As if Tax Day isn’t stressful enough for millions of Americans each year, the dream of ever filing taxes simply and free of charge is probably dead.
This month, Congress’ House Ways and Means Committee passed what it’s calling the Taxpayer First Act, which encompasses many changes to IRS policies. However, as ProPublica reports, perhaps the most damaging provisions of the bipartisan-supported bill for the tax-paying public is a provision against the IRS’ creation of a proprietary online filing tool.
This specific part could be a major win for all the private preparation software companies out there, including TurboTax and Quickbooks, likely giving them even more business. This is reportedly a goal that these companies have lobbied to achieve for years.
Currently most of the tax-paying public—70 percent of American taxpayers (or about 100 million people)—qualify to use the IRS’ free filing program. This population only reflects those with an annual income of $66,000 or less. Reports show that only a small percentage of this large number of tax filers take advantage of the free program, with most getting up-sold on add-on services by private software makers.

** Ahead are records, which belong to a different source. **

//! Path management for gemchat files.
//!
//! Default locations come from `version_migrate::AppPaths`, so they follow
//! the platform conventions. A custom root replaces all of them, which the
//! CLI exposes as `--config-dir` and tests use with a temp directory.
//!
//! # Directory Structure
//!
//! ```text
//! ~/.config/gemchat/           # Config directory
//! ├── config.toml              # Application settings
//! ├── credentials.json         # API key and model (0600 on Unix)
//! ├── conversations.json       # Conversation archive
//! ├── *.lock                   # Write locks, kept between runs
//! └── logs/
//!     └── gemchat.log          # Appended across runs
//! ```

use std::path::{Path, PathBuf};

use version_migrate::AppPaths;

use gemchat_core::{GemchatError, Result};

const APP_NAME: &str = "gemchat";

#[derive(Debug, Clone)]
pub struct GemchatPaths {
    root: PathBuf,
}

impl GemchatPaths {
    /// Uses the platform config directory for gemchat.
    pub fn from_platform() -> Result<Self> {
        let root = AppPaths::new(APP_NAME)
            .config_dir()
            .map_err(|_| GemchatError::config("Cannot find home directory"))?;
        Ok(Self { root })
    }

    /// Keeps every file under `root`.
    pub fn with_root(root: impl Into<PathBuf>) -> Self {
        Self { root: root.into() }
    }

    /// `with_root` when a directory is given, the platform default otherwise.
    pub fn resolve(custom_root: Option<PathBuf>) -> Result<Self> {
        match custom_root {
            Some(root) => Ok(Self::with_root(root)),
            None => Self::from_platform(),
        }
    }

    pub fn config_dir(&self) -> &Path {
        &self.root
    }

    pub fn config_file(&self) -> PathBuf {
        self.root.join("config.toml")
    }

    /// Directory holding the JSON key-value documents.
    pub fn store_dir(&self) -> &Path {
        &self.root
    }

    pub fn logs_dir(&self) -> PathBuf {
        self.root.join("logs")
    }

    pub fn log_file(&self) -> PathBuf {
        self.logs_dir().join("gemchat.log")
    }
}
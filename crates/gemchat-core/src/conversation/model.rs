//! Conversation and generation settings.

use serde::{Deserialize, Serialize};

use super::message::Message;

/// Sampling settings sent with every request for a conversation.
///
/// `candidate_count` and `stop_sequences` are fixed; only the token budget
/// and temperature are user-editable.
#[derive(Debug, Clone, PartialEq, Serialize, Deserialize)]
#[serde(rename_all = "camelCase")]
pub struct GenerationConfig {
    pub candidate_count: u32,
    pub stop_sequences: Vec<String>,
    pub max_output_tokens: u32,
    pub temperature: f32,
}

impl GenerationConfig {
    pub const DEFAULT_MAX_OUTPUT_TOKENS: u32 = 2048;
    pub const DEFAULT_TEMPERATURE: f32 = 1.0;

    /// Copy with the fixed fields reset, as it is put on the wire.
    pub fn for_request(&self) -> Self {
        Self {
            candidate_count: 1,
            stop_sequences: Vec::new(),
            max_output_tokens: self.max_output_tokens,
            temperature: self.temperature,
        }
    }

    pub fn apply(&mut self, setting: GenerationSetting) {
        match setting {
            GenerationSetting::MaxOutputTokens(tokens) => self.max_output_tokens = tokens,
            GenerationSetting::Temperature(temperature) => self.temperature = temperature,
        }
    }
}

impl Default for GenerationConfig {
    fn default() -> Self {
        Self {
            candidate_count: 1,
            stop_sequences: Vec::new(),
            max_output_tokens: Self::DEFAULT_MAX_OUTPUT_TOKENS,
            temperature: Self::DEFAULT_TEMPERATURE,
        }
    }
}

/// One user-editable field of [`GenerationConfig`].
///
/// Values are stored as given; range checks are left to the remote API.
#[derive(Debug, Clone, Copy, PartialEq)]
pub enum GenerationSetting {
    MaxOutputTokens(u32),
    Temperature(f32),
}

/// A named chat thread.
#[derive(Debug, Clone, PartialEq, Serialize, Deserialize)]
#[serde(rename_all = "camelCase")]
pub struct Conversation {
    pub id: String,
    pub name: String,
    pub history: Vec<Message>,
    /// Model bound to this thread. Rebound to the configured model on load.
    pub model: String,
    pub generation_config: GenerationConfig,
}

impl Conversation {
    pub fn new(id: impl Into<String>, name: impl Into<String>, model: impl Into<String>) -> Self {
        Self {
            id: id.into(),
            name: name.into(),
            history: Vec::new(),
            model: model.into(),
            generation_config: GenerationConfig::default(),
        }
    }

    pub fn last_message(&self) -> Option<&Message> {
        self.history.last()
    }
}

Because filing taxes is infamously confusing and overwhelming for most people, it’s important that the IRS negotiates better terms with your favorite tax filing service, such as H&R Block.
This is a core issue that goes beyond the Taxpayer First Act’s language, Caleb Smith, associate professor of clinical law at the University of Minnesota Law School, told Observer. “To the extent that law precludes the IRS from creating its own free-file option, it harms the IRS’ leverage in getting taxpayer-friendly terms into the agreement with the private companies,” he explained.
Furthermore, the IRS should be using its role during agreements with the private filing companies in order to provide the majority of the public with more favorable filing terms.
“Private software providers don’t have incentives to advertise free filing. This could be fixed by the law or by the contract that the IRS agrees to,” Smith added. “For example, by requiring that free-file providers hit a certain quota of users of the free service to remain in the Free File Alliance.”